Stored data:
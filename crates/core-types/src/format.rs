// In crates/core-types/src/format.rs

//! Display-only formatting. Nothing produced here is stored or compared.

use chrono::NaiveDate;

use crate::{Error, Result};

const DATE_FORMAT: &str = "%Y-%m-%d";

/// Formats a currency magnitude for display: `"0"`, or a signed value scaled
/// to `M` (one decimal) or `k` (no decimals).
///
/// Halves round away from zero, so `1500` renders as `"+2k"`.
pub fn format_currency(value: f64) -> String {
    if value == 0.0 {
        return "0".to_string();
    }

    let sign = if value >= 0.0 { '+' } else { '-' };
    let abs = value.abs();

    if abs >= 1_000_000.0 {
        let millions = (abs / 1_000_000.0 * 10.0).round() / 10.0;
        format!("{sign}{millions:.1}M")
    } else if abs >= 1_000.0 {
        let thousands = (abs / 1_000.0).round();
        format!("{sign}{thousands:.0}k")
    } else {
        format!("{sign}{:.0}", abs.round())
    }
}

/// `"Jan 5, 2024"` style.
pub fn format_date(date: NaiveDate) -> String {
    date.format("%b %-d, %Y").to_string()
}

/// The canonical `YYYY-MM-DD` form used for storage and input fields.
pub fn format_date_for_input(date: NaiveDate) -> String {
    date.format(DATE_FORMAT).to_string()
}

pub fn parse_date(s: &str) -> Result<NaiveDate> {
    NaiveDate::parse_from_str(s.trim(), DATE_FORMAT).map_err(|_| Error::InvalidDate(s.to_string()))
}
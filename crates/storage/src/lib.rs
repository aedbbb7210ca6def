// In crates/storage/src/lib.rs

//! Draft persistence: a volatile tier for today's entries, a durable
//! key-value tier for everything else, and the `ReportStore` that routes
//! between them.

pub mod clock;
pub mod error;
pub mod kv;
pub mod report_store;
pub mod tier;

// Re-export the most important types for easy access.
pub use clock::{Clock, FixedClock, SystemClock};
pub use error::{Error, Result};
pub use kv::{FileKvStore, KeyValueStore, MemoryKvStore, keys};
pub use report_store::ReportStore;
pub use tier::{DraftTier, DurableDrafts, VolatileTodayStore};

What is needed - What you return must match, line for line, the data from the line containing "pub mod tier;" to its end, both ends included.

Task answer -
pub mod tier;

// Re-export the most important types for easy access.
pub use clock::{Clock, FixedClock, SystemClock};
pub use error::{Error, Result};
pub use kv::{FileKvStore, KeyValueStore, MemoryKvStore, keys};
pub use report_store::ReportStore;
pub use tier::{DraftTier, DurableDrafts, VolatileTodayStore};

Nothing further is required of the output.